## [TRY IT]
How many lines in the entries below contain "TestApp"? Answer with the number only.

*** DATA TO EXAMINE ***

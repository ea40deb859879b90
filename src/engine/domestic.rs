//! Fully automated domestic pricing.
//!
//! `price = (basePrice(houseSize) + addOnSurcharge) × serviceMultiplier × frequencyMultiplier`,
//! rounded to whole units; the platform fee is a percentage of that price.

use crate::domain::{Decimal, DomesticDetails, DomesticServiceType, Frequency, HouseSize};
use serde::Serialize;

pub fn base_price(size: HouseSize) -> Decimal {
    Decimal::from_units(match size {
        HouseSize::OneBedroom => 12000,
        HouseSize::TwoBedrooms => 15000,
        HouseSize::ThreeToFourBedrooms => 20000,
        HouseSize::FivePlusBedrooms => 28000,
    })
}

/// Multiplier for bundled services (1.0 for add-ons).
pub fn service_multiplier(service: DomesticServiceType) -> Decimal {
    match service {
        DomesticServiceType::Complete => Decimal::from_parts(15, 1),
        DomesticServiceType::PostConstruction => Decimal::from_parts(18, 1),
        DomesticServiceType::Standard
        | DomesticServiceType::Ironing
        | DomesticServiceType::Windows => Decimal::one(),
    }
}

/// Flat surcharge for single-task add-ons.
pub fn addon_surcharge(service: DomesticServiceType) -> Decimal {
    Decimal::from_units(match service {
        DomesticServiceType::Ironing => 5000,
        DomesticServiceType::Windows => 3000,
        _ => 0,
    })
}

pub fn frequency_multiplier(frequency: Frequency) -> Decimal {
    match frequency {
        Frequency::Daily => Decimal::from_parts(80, 2),
        Frequency::Weekly => Decimal::from_parts(85, 2),
        Frequency::Biweekly => Decimal::from_parts(90, 2),
        Frequency::Monthly => Decimal::from_parts(95, 2),
        Frequency::OneOff => Decimal::one(),
    }
}

#[derive(Debug, Clone, Copy, PartialEq, Eq, Serialize)]
#[serde(rename_all = "camelCase")]
pub struct DomesticQuote {
    pub base_price: Decimal,
    pub final_price: Decimal,
    pub platform_fee: Decimal,
}

pub fn price_domestic(details: &DomesticDetails, fee_percent: Decimal) -> DomesticQuote {
    let base = base_price(details.house_size);
    let final_price = ((base + addon_surcharge(details.service_type))
        * service_multiplier(details.service_type)
        * frequency_multiplier(details.frequency))
    .round_money();
    DomesticQuote {
        base_price: base,
        final_price,
        platform_fee: final_price.percent_of(fee_percent).round_money(),
    }
}
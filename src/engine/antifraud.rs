//! Anti-fraud heuristics as independent predicates over a job snapshot.
//!
//! Rules never fail and never block the lifecycle; each returns at most one
//! draft flag and any subset may fire for the same job.

use crate::domain::{
    Decimal, ExecutionLog, FlagDraft, FlagReason, GeoPoint, ServiceRequest, Severity,
};
use std::fmt;

/// Everything the rules may look at for one job.
#[derive(Debug, Clone)]
pub struct FraudContext<'a> {
    pub request: &'a ServiceRequest,
    pub execution: Option<&'a ExecutionLog>,
    pub category_base_price: Option<Decimal>,
    /// Cancelled requests owned by the same client.
    pub client_cancellations: i64,
    /// Other client accounts sharing this client's document that have open jobs.
    pub clients_sharing_document: i64,
}

pub trait FraudRule: Send + Sync + fmt::Debug {
    fn reason(&self) -> FlagReason;

    fn evaluate(&self, ctx: &FraudContext<'_>) -> Option<FlagDraft>;
}

/// Execution finished implausibly fast.
#[derive(Debug, Clone)]
pub struct ShortExecutionRule {
    pub min_minutes: i64,
}

impl FraudRule for ShortExecutionRule {
    fn reason(&self) -> FlagReason {
        FlagReason::ShortExecutionDuration
    }

    fn evaluate(&self, ctx: &FraudContext<'_>) -> Option<FlagDraft> {
        let log = ctx.execution?;
        let minutes = log.duration_minutes?;
        (minutes < self.min_minutes).then(|| FlagDraft {
            user_id: log.provider_id,
            reason: self.reason(),
            severity: Severity::Medium,
            details: format!(
                "execution took {} minutes (minimum {})",
                minutes, self.min_minutes
            ),
        })
    }
}

/// Final price far above the category's base price.
#[derive(Debug, Clone)]
pub struct ValueAboveNormRule {
    pub max_multiple: Decimal,
}

impl FraudRule for ValueAboveNormRule {
    fn reason(&self) -> FlagReason {
        FlagReason::ValueAboveCategoryNorm
    }

    fn evaluate(&self, ctx: &FraudContext<'_>) -> Option<FlagDraft> {
        let base = ctx.category_base_price.filter(|b| !b.is_zero())?;
        let price = ctx.request.final_price.or(ctx.request.estimated_price)?;
        let provider_id = ctx.request.provider_id?;
        (price > base * self.max_multiple).then(|| FlagDraft {
            user_id: provider_id,
            reason: self.reason(),
            severity: Severity::High,
            details: format!(
                "price {} exceeds {}x category base {}",
                price, self.max_multiple, base
            ),
        })
    }
}

/// Client cancels too often.
#[derive(Debug, Clone)]
pub struct ExcessiveCancellationsRule {
    pub max_cancellations: i64,
}

impl FraudRule for ExcessiveCancellationsRule {
    fn reason(&self) -> FlagReason {
        FlagReason::ExcessiveCancellations
    }

    fn evaluate(&self, ctx: &FraudContext<'_>) -> Option<FlagDraft> {
        (ctx.client_cancellations >= self.max_cancellations).then(|| FlagDraft {
            user_id: ctx.request.client_id,
            reason: self.reason(),
            severity: Severity::Low,
            details: format!("client has {} cancelled requests", ctx.client_cancellations),
        })
    }
}

/// Execution reported far from the declared service address.
#[derive(Debug, Clone)]
pub struct LocationMismatchRule {
    pub max_distance_km: f64,
}

impl FraudRule for LocationMismatchRule {
    fn reason(&self) -> FlagReason {
        FlagReason::LocationMismatch
    }

    fn evaluate(&self, ctx: &FraudContext<'_>) -> Option<FlagDraft> {
        let declared = ctx.request.location?;
        let log = ctx.execution?;
        let farthest = [log.start_location, log.end_location]
            .into_iter()
            .flatten()
            .map(|p: GeoPoint| declared.distance_km(&p))
            .reduce(f64::max)?;
        (farthest > self.max_distance_km).then(|| FlagDraft {
            user_id: log.provider_id,
            reason: self.reason(),
            severity: Severity::High,
            details: format!(
                "execution reported {:.1} km from the service address",
                farthest
            ),
        })
    }
}

/// Same national document behind several accounts with open jobs.
#[derive(Debug, Clone)]
pub struct DuplicateDocumentRule;

impl FraudRule for DuplicateDocumentRule {
    fn reason(&self) -> FlagReason {
        FlagReason::DuplicateDocument
    }

    fn evaluate(&self, ctx: &FraudContext<'_>) -> Option<FlagDraft> {
        (ctx.clients_sharing_document > 0).then(|| FlagDraft {
            user_id: ctx.request.client_id,
            reason: self.reason(),
            severity: Severity::High,
            details: format!(
                "document shared with {} other account(s) holding open jobs",
                ctx.clients_sharing_document
            ),
        })
    }
}

/// Run every rule; output keeps rule order.
pub fn evaluate_all(rules: &[Box<dyn FraudRule>], ctx: &FraudContext<'_>) -> Vec<FlagDraft> {
    rules.iter().filter_map(|rule| rule.evaluate(ctx)).collect()
}
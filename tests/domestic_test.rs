mod common;

use axum::http::StatusCode;
use common::{client, provider, setup_test_app, TestApp};
use homeserv::domain::{CategoryKind, ServiceStatus};
use homeserv::Decimal;
use serde_json::{json, Value};

struct Booking {
    client_id: i64,
    provider_id: i64,
    request_id: i64,
    body: Value,
}

async fn book(app: &TestApp) -> Booking {
    let c = app.repo.insert_client("Carla", None).await.unwrap();
    let p = app
        .repo
        .insert_provider("Dora", "Limpeza residencial")
        .await
        .unwrap();
    let category = app
        .repo
        .insert_category("Limpeza", Decimal::from_units(12000), CategoryKind::Domestic)
        .await
        .unwrap();

    let (status, body) = app
        .call(
            "POST",
            "/v1/domestic/requests",
            client(c.id),
            Some(json!({
                "categoryId": category.id,
                "providerId": p.id,
                "houseSize": "three_to_four_bedrooms",
                "serviceType": "complete",
                "frequency": "weekly"
            })),
        )
        .await;
    assert_eq!(status, StatusCode::CREATED, "{}", body);

    Booking {
        client_id: c.id,
        provider_id: p.id,
        request_id: body["request"]["id"].as_i64().unwrap(),
        body,
    }
}

#[tokio::test]
async fn test_quote_without_booking() {
    let app = setup_test_app().await;
    let (status, quote) = app
        .call(
            "POST",
            "/v1/domestic/quote",
            None,
            Some(json!({
                "houseSize": "three_to_four_bedrooms",
                "serviceType": "complete",
                "frequency": "weekly"
            })),
        )
        .await;
    assert_eq!(status, StatusCode::OK);
    assert_eq!(quote["basePrice"].as_f64(), Some(20000.0));
    assert_eq!(quote["finalPrice"].as_f64(), Some(25500.0));
    assert_eq!(quote["platformFee"].as_f64(), Some(3825.0));
}

#[tokio::test]
async fn test_domestic_fast_path_to_accepted() {
    let app = setup_test_app().await;
    let b = book(&app).await;

    assert_eq!(b.body["request"]["status"], "ai_diagnosed");
    assert_eq!(b.body["request"]["providerId"], b.provider_id);
    assert_eq!(b.body["quote"]["finalPrice"].as_f64(), Some(25500.0));

    let (status, view) = app
        .call(
            "GET",
            &format!("/v1/requests/{}", b.request_id),
            client(b.client_id),
            None,
        )
        .await;
    assert_eq!(status, StatusCode::OK);
    assert_eq!(view["aiDiagnosis"]["diagnosisFee"].as_f64(), Some(3825.0));
    assert_eq!(view["aiDiagnosis"]["priceRangeMin"], view["aiDiagnosis"]["priceRangeMax"]);
    assert_eq!(view["domestic"]["details"]["frequency"], "weekly");

    let (status, payment) = app
        .call(
            "POST",
            &format!("/v1/domestic/requests/{}/pay", b.request_id),
            client(b.client_id),
            Some(json!({"method": "pix"})),
        )
        .await;
    assert_eq!(status, StatusCode::CREATED);
    assert_eq!(payment["kind"], "service");
    assert_eq!(payment["amount"].as_f64(), Some(25500.0));

    // Replayed webhook.
    for _ in 0..2 {
        let (status, _) = app
            .call(
                "POST",
                "/v1/payments/confirm",
                None,
                Some(json!({"paymentRef": payment["paymentRef"]})),
            )
            .await;
        assert_eq!(status, StatusCode::ACCEPTED);
    }
    app.wait_for_status(b.request_id, ServiceStatus::Accepted).await;

    let escrow = app
        .repo
        .get_escrow_for_request(b.request_id)
        .await
        .unwrap()
        .unwrap();
    assert_eq!(escrow.shares.hold_amount(), Decimal::from_units(25500));
    assert_eq!(escrow.shares.platform_share(), Decimal::from_units(3825));
    assert_eq!(escrow.shares.provider_share(), Decimal::from_units(21675));

    let acceptance = app.repo.get_acceptance(b.request_id).await.unwrap().unwrap();
    assert_eq!(acceptance.breakdown.total_price, Decimal::from_units(25500));

    // The booked provider runs the job like any other.
    let (status, _) = app
        .call(
            "POST",
            &format!("/v1/requests/{}/start", b.request_id),
            provider(b.provider_id),
            None,
        )
        .await;
    assert_eq!(status, StatusCode::OK);
}

#[tokio::test]
async fn test_domestic_booking_rules() {
    let app = setup_test_app().await;
    let b = book(&app).await;

    // Repair categories cannot be booked on the fast path.
    let repair = app.repair_category().await;
    let (status, _) = app
        .call(
            "POST",
            "/v1/domestic/requests",
            client(b.client_id),
            Some(json!({
                "categoryId": repair.id,
                "providerId": b.provider_id,
                "houseSize": "one_bedroom",
                "serviceType": "standard",
                "frequency": "one_off"
            })),
        )
        .await;
    assert_eq!(status, StatusCode::BAD_REQUEST);

    // Domestic requests have no provider quote to accept.
    let (status, _) = app
        .call(
            "POST",
            &format!("/v1/requests/{}/accept", b.request_id),
            client(b.client_id),
            Some(json!({"method": "pix"})),
        )
        .await;
    assert_eq!(status, StatusCode::CONFLICT);

    // Only the owner pays.
    let (status, _) = app
        .call(
            "POST",
            &format!("/v1/domestic/requests/{}/pay", b.request_id),
            provider(b.provider_id),
            Some(json!({"method": "pix"})),
        )
        .await;
    assert_eq!(status, StatusCode::FORBIDDEN);
}
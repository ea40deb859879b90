//! Caller identity from the headers set by the upstream auth layer.

use crate::domain::{Actor, Role};
use crate::error::{AppError, EngineError};
use axum::async_trait;
use axum::extract::FromRequestParts;
use axum::http::request::Parts;
use axum::http::HeaderMap;

pub const ACTOR_ID_HEADER: &str = "x-actor-id";
pub const ACTOR_ROLE_HEADER: &str = "x-actor-role";

/// `Ok(None)` when neither header is present.
pub fn actor_from_headers(headers: &HeaderMap) -> Result<Option<Actor>, AppError> {
    let header = |name: &str| -> Result<Option<String>, AppError> {
        headers
            .get(name)
            .map(|v| {
                v.to_str()
                    .map(|s| s.trim().to_string())
                    .map_err(|_| AppError::BadRequest(format!("{} is not valid text", name)))
            })
            .transpose()
    };

    match (header(ACTOR_ID_HEADER)?, header(ACTOR_ROLE_HEADER)?) {
        (None, None) => Ok(None),
        (Some(id), Some(role)) => {
            let id = id
                .parse::<i64>()
                .map_err(|_| AppError::BadRequest(format!("invalid {}: {}", ACTOR_ID_HEADER, id)))?;
            let role = role.parse::<Role>().map_err(AppError::BadRequest)?;
            Ok(Some(Actor { id, role }))
        }
        _ => Err(AppError::Unauthenticated(format!(
            "both {} and {} are required",
            ACTOR_ID_HEADER, ACTOR_ROLE_HEADER
        ))),
    }
}

#[async_trait]
impl<S> FromRequestParts<S> for Actor
where
    S: Send + Sync,
{
    type Rejection = AppError;

    async fn from_request_parts(parts: &mut Parts, _state: &S) -> Result<Self, Self::Rejection> {
        actor_from_headers(&parts.headers)?.ok_or_else(|| {
            AppError::Unauthenticated(format!("missing {} header", ACTOR_ID_HEADER))
        })
    }
}

pub fn require_admin(actor: &Actor, action: &'static str) -> Result<(), AppError> {
    if actor.role == Role::Admin {
        Ok(())
    } else {
        Err(EngineError::Unauthorized {
            actor_id: actor.id,
            role: actor.role,
            action,
        }
        .into())
    }
}
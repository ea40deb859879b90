use anyhow::Context;
use homeserv::api::{self, rate_limit::spawn_purge_task, AppState};
use homeserv::config::{Config, PaymentMode};
use homeserv::orchestration::{
    confirmation_channel, spawn_confirmation_worker, spawn_event_logger, AntifraudMonitor,
    EventBus, LedgerManager, LifecycleController,
};
use homeserv::upstream::{
    DbCatalog, HttpDiagnosisService, ManualGateway, PaymentGateway, SimulatedGateway,
};
use homeserv::{init_db, Repository};
use std::net::SocketAddr;
use std::sync::Arc;
use std::time::Duration;

#[tokio::main]
async fn main() -> anyhow::Result<()> {
    // Initialize tracing
    tracing_subscriber::fmt()
        .with_env_filter(
            tracing_subscriber::EnvFilter::from_default_env()
                .add_directive(tracing_subscriber::filter::LevelFilter::INFO.into()),
        )
        .init();

    let config = Config::from_env().context("configuration error")?;
    let port = config.port;

    let pool = init_db(&config.database_path)
        .await
        .context("failed to initialize database")?;
    let repo = Arc::new(Repository::new(pool));

    let events = EventBus::default();
    let _event_logger = spawn_event_logger(&events);

    let (confirm_tx, confirm_rx) = confirmation_channel(256);
    let gateway: Arc<dyn PaymentGateway> = match config.payment_mode {
        PaymentMode::Simulated => Arc::new(SimulatedGateway::new(
            confirm_tx.clone(),
            Duration::from_millis(config.simulated_confirm_delay_ms),
        )),
        PaymentMode::External => Arc::new(ManualGateway::new()),
    };

    let ledger = Arc::new(LedgerManager::new(repo.clone(), gateway, events.clone()));
    let antifraud = Arc::new(AntifraudMonitor::from_config(
        repo.clone(),
        events.clone(),
        &config.fraud,
    ));
    let lifecycle = Arc::new(LifecycleController::new(
        repo.clone(),
        Arc::new(HttpDiagnosisService::new(config.diagnosis_api_url.clone())),
        Arc::new(DbCatalog::new(repo.clone())),
        ledger,
        antifraud,
        events,
        config.pricing.clone(),
    ));
    let _confirmation_worker = spawn_confirmation_worker(lifecycle.clone(), confirm_rx);

    let state = AppState::new(repo, config, lifecycle, confirm_tx);
    let _purge = spawn_purge_task(state.rate_limiter.clone());
    let app = api::create_router(state);

    let addr = SocketAddr::from(([127, 0, 0, 1], port));
    let listener = tokio::net::TcpListener::bind(&addr)
        .await
        .with_context(|| format!("failed to bind to {}", addr))?;

    tracing::info!("Server listening on {}", addr);

    axum::serve(listener, app).await.context("server error")?;
    Ok(())
}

*** End of DATA TO EXAMINE ***

## [RESPONSE TO THIS TASK]
2